For this study, the 2012 revised release of the International Association for the Properties of Water and Steam Industrial Formulation 1997 (IAPWS-IF97) was used. This formulation is developed for industrial use and recommended for the calculation of thermodynamic properties of ordinary water in its fluid phases, including vapor–liquid equilibrium. The formulation consists of a set of equations, which are valid for the temperature range of 273.15 K to 1073.15 K for pressures up to 100 MPa and for the range of 1073.15 K to 2273.15 K for pressures up to 50 MPa [31].
Figure 3 shows the five regions into which the entire range of validity of IAPWS-IF97 is divided based on the temperature and pressure conditions. Each of the five regions is dictated by its own equation. Regions 1, 2, and 5 are each defined by a fundamental equation for the specific Gibbs free energy, region 3 is limited by a fundamental equation for the specific Helmholtz free energy, and finally, the saturation curve (region 4) is dictated by a saturation–pressure equation [31,32].

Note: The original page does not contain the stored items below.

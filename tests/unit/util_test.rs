//! Tests for utility functions

use prometheus_async::util::init_tracing;

#[test]
fn test_init_tracing_twice() {
    init_tracing();
    init_tracing();
    tracing::info!("subscriber installed");
}
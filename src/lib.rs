//! # Prometheus Async
//!
//! A suspension-based coordination core: write sequential-looking logic that
//! waits on asynchronous results without blocking threads, and fan many
//! concurrent operations into one result.
//!
//! ## Building blocks
//!
//! - **Promise**: single-assignment container with exactly-once callbacks and
//!   cancellation ([`core::Promise`]).
//! - **Logical tasks**: futures driven by a pluggable [`core::Scheduler`],
//!   suspending on promises through a [`core::Continuation`].
//! - **Quorum combinators**: `all`, `any`, `at_least` and their strict
//!   variants merge many promises into one ([`core::combinator`]).
//! - **Generators**: a producer and a consumer alternate through a two-gate
//!   rendezvous ([`core::Generator`], [`core::Yielder`]).
//! - **Resolver chain**: decides which scheduler runs a call site
//!   ([`core::SchedulerResolvers`]).
//! - **Sequences**: map/filter/take over generators and a chunked, lazily
//!   enlisting sequence of promises ([`core::sequence`]).
//!
//! ## Example
//!
//! ```rust,ignore
//! use std::sync::Arc;
//! use prometheus_async::config::ThreadPoolConfig;
//! use prometheus_async::core::{combinator, task, Promise, ThreadPoolScheduler};
//!
//! let pool = Arc::new(ThreadPoolScheduler::new("cpu", ThreadPoolConfig::new())?);
//! let lookups: Vec<Promise<u32>> = (0..3)
//!     .map(|i| task::spawn_on(pool.clone(), move |_cx| async move { Ok(i * 10) }))
//!     .collect();
//!
//! let quorum = combinator::at_least(2, lookups)?;
//! let total = task::spawn("billing::total", move |cx| async move {
//!     let values = cx.suspend(&quorum).await?;
//!     Ok(values.iter().sum::<u32>())
//! });
//! ```
//!
//! Schedulers and routing can also be built from JSON or environment
//! configuration through [`config::CoreConfig`] and [`builders`].

#![deny(missing_docs)]
#![deny(unsafe_code)]
#![warn(clippy::all)]
#![warn(clippy::pedantic)]
#![warn(clippy::nursery)]

/// Core coordination primitives.
pub mod core;
/// Configuration models for schedulers, thread pools and routing.
pub mod config;
/// Builders to construct schedulers and resolver chains from configuration.
pub mod builders;
/// Runtime adapters.
pub mod runtime;
/// Shared utilities.
pub mod util;
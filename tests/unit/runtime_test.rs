//! Tests for the tokio scheduler

use prometheus_async::core::{task, with_timeout, AsyncError, Promise, Scheduler};
use prometheus_async::runtime::TokioScheduler;
use std::sync::Arc;
use std::time::Duration;

#[tokio::test(flavor = "multi_thread", worker_threads = 2)]
async fn test_tokio_scheduler_runs_tasks() {
    let scheduler = Arc::new(TokioScheduler::current("io").unwrap());
    assert!(scheduler.characteristics().interruptible);

    let gate: Promise<u32> = Promise::new();
    let awaited = gate.clone();
    let result = task::spawn_on(scheduler.clone(), move |cx| async move {
        let v = cx.suspend(&awaited).await?;
        Ok(v * 2)
    });
    gate.complete(21);
    assert_eq!(result.await.unwrap(), 42);
}

#[tokio::test]
async fn test_delay_completes() {
    let scheduler = TokioScheduler::current("timers").unwrap();
    scheduler.delay(Duration::from_millis(5)).await.unwrap();
}

#[tokio::test]
async fn test_timeout_wins_against_slow_promise() {
    let scheduler = TokioScheduler::current("timers").unwrap();
    let slow: Promise<u8> = Promise::new();
    let guarded = with_timeout(slow.clone(), scheduler.timeout(Duration::from_millis(5)));
    assert!(matches!(guarded.await, Err(AsyncError::Timeout(_))));
    assert!(slow.is_cancelled());
}

#[test]
fn test_current_outside_runtime_fails() {
    assert!(TokioScheduler::current("nowhere").is_err());
}

#[test]
fn test_owned_runtime() {
    let scheduler = Arc::new(TokioScheduler::with_worker_threads("owned", 1).unwrap());
    let result = task::spawn_on(scheduler.clone(), |_cx| async { Ok("done") });
    assert_eq!(
        result.wait_blocking_for(Duration::from_secs(5)).unwrap().unwrap(),
        "done"
    );
}
//! Telemetry helpers for structured logging and tracing.

/// Install a default env-filtered `fmt` subscriber if none is set.
///
/// Callers are free to install their own subscriber instead; the filter is
/// read from `RUST_LOG` and defaults to `warn`.
pub fn init_tracing() {
    if tracing::dispatcher::has_been_set() {
        return;
    }
    let filter = tracing_subscriber::EnvFilter::try_from_default_env()
        .unwrap_or_else(|_| tracing_subscriber::EnvFilter::new("warn"));
    let _ = tracing_subscriber::fmt()
        .with_env_filter(filter)
        .with_thread_names(true)
        .try_init();
}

2.4. Initialization Algorithm

Numerical methods, such as Newton—Raphson, require appropriate initial conditions to reach the solution. For that reason, an initial values estimation algorithm has been developed.
First, the algorithm runs for all the external inlet nodes in the system. Those nodes, i.e., the wellheads, are connected on one end with an element, and each one contains a flowrate and a temperature boundary condition. The algorithm then sets the initial flowrate and the initial inlet temperature value of those elements equal to the flowrate and the temperature boundary condition of the wellhead that they are connected to. Once all boundary temperature conditions have been assigned to their corresponding elements, the value of a random boundary temperature condition is assigned to the rest of the initial input/output temperature conditions. The initial pressure value of the end node is set equal to the boundary pressure value set at the delivery point.
To estimate the initial flowrate values for the internal nodes, the algorithm runs a check to determine which elements contribute fluid to the node and which ones remove fluid from it. The check is performed based on element connectivity if the internal node is referenced first and then, the element is considered as an outlet; alternatively, the element is considered as an inlet point. Starting from elements connected to the wellheads (which have already been assigned initial values), the algorithm checks the flowrates of the elements that act as inputs to the internal node, sums the values, and distributes them equally to its output elements.
For every internal node, a check is performed on its input and output elements. If the input node of the input element that is being checked already has an initial pressure condition, then 90% of that value is assigned as the initial pressure condition of the internal node. If none of the input elements fit the criteria above, then the same check is performed on the output node of the output elements, in which case the internal node’s initial pressure condition is set to 110% of the value of the output node.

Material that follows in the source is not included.